Installation#

silx supports most operating systems and different versions of the Python programming language.

This table summarizes the support matrix of silx:

System

Python vers.

Qt and its bindings

Windows

3.8-3.12

PyQt5.9+, PySide6.4+, PyQt6.3+

MacOS

3.8-3.12

PyQt5.9+, PySide6.4+, PyQt6.3+

Linux

3.8-3.12

PyQt5.9+, PySide6.4+, PyQt6.3+

For the description of silx dependencies, see the Dependencies section.

For all platforms, you can install silx with pip, see Installing with pip.

To install silx in a Virtual Environment, there is short version here-after and a longer description: Installing silx in a virtualenv.

You can also install silx from the source, see Installing from source.

Installing with pip#

To install silx (and all its dependencies), run:

pip install silx[full]

To install silx with a minimal set of dependencies, run:

pip install silx

Note

Use pip’s --user option to install locally for the current user.

Note

  • If numpy is not yet installed, you might need to install it first.

  • Replace the pip command with pip3 to install silx or any other library for Python 3.

Dependencies#

The mandatory dependencies are:

The GUI widgets depend on the following extra packages:

silx.opencl further depends on OpenCL and the following packages too :

The complete list of dependencies with the minimal version is described in the requirement.txt at the top level of the source package.

Build dependencies#

In addition to run-time dependencies, building silx requires a C/C++ compiler, numpy and cython.

The complete list of dependencies for building the package, including its documentation, is described in the requirement-dev.txt at the top level of the source package.

Linux#

Packages are available for a few distributions:

You can also follow one of those installation procedures:

Installing a Debian package#

silx is officially packaged in Debian and Ubuntu.

To install it, run apt-get install silx as root.
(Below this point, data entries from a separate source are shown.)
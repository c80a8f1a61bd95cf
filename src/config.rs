/// Session configuration, loaded from JSON and overridden from the CLI
use serde::{Deserialize, Serialize};
use std::path::{Path, PathBuf};

use crate::classifier::{LimitConfig, ThresholdConfig};
use crate::detection::DetectionParams;
use crate::elongation::FixOptions;
use crate::error::Result;
use crate::filters::StarFilter;
use crate::geometry::Rect;
use crate::psf::PsfOptions;
use crate::psf_fitting::FitModel;
use crate::reduction::ReduceOptions;
use crate::star::DEFAULT_SIZE_CLASS_INTERVAL;

#[derive(Debug, Clone, PartialEq, Serialize, Deserialize)]
#[serde(rename_all = "camelCase", default)]
pub struct StarUtilsConfig {
    pub verbose: bool,
    /// Detector parameters, flattened (`sensitivity`, `peakResponse`, ...)
    #[serde(flatten)]
    pub detection: DetectionParams,
    pub size_class_interval: f64,
    /// Stars outside this rect are dropped after detection
    pub target_area: Option<Rect>,
    /// Which stars get a PSF fit
    pub detect_psf_threshold: ThresholdConfig,
    pub limits: LimitConfig,
    /// Flux floor for average-star images; the average flux when unset
    pub min_allowed_flux: Option<f64>,
    pub psf: PsfOptions,
    /// Model of the built-in PSF fitter (`gaussian`, `moffat4`, `auto`)
    pub psf_model: String,
    #[serde(rename = "fixElongation")]
    pub fix: FixOptions,
    #[serde(rename = "reduceStars")]
    pub reduce: ReduceOptions,
    pub filters: Vec<StarFilter>,
    /// gnuplot executable; `gnuplot` from PATH when unset
    pub gnuplot: Option<PathBuf>,
}

impl Default for StarUtilsConfig {
    fn default() -> Self {
        Self {
            verbose: false,
            detection: DetectionParams::default(),
            size_class_interval: DEFAULT_SIZE_CLASS_INTERVAL,
            target_area: None,
            detect_psf_threshold: ThresholdConfig::default(),
            limits: LimitConfig::default(),
            min_allowed_flux: None,
            psf: PsfOptions::default(),
            psf_model: "auto".to_string(),
            fix: FixOptions::default(),
            reduce: ReduceOptions::default(),
            filters: Vec::new(),
            gnuplot: None,
        }
    }
}

impl StarUtilsConfig {
    pub fn load(path: &Path) -> Result<Self> {
        let text = std::fs::read_to_string(path)?;
        let config = serde_json::from_str(&text)?;
        tracing::debug!("Loaded configuration from {}", path.display());
        Ok(config)
    }

    pub fn save(&self, path: &Path) -> Result<()> {
        std::fs::write(path, serde_json::to_string_pretty(self)?)?;
        Ok(())
    }

    /// Built-in fitter model; unknown names fall back to `auto`
    pub fn fit_model(&self) -> FitModel {
        self.psf_model.parse().unwrap_or_else(|_| {
            tracing::warn!("Unknown PSF model '{}', using auto", self.psf_model);
            FitModel::Auto
        })
    }
}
The python3-silx package provides the library, while the silx package provides the executable (silx view, silx convert, …).

Unofficial (possibly more recent) packages are available for Debian 10 (Buster, amd64) and Ubuntu 20.04 (Focal, amd64 and ppc64le) in this repository: http://www.silx.org/pub/linux-repo/. See information on how-to use this repository before running apt-get install silx.

Note

Those packages are built automatically, hence not signed. You have to accept the installation of non-signed packages.

If the packages are not installed, it might be due to the priority list. You can display the priority list using apt-cache policy silx. If the Pin-number of silx.org is too low compared to other sources, see the “Information/Troubleshooting” section here, and start the update/install procedure again.

Windows#

The simplest way of installing silx on Windows is to install it with pip, see Installing with pip:

pip install silx[full]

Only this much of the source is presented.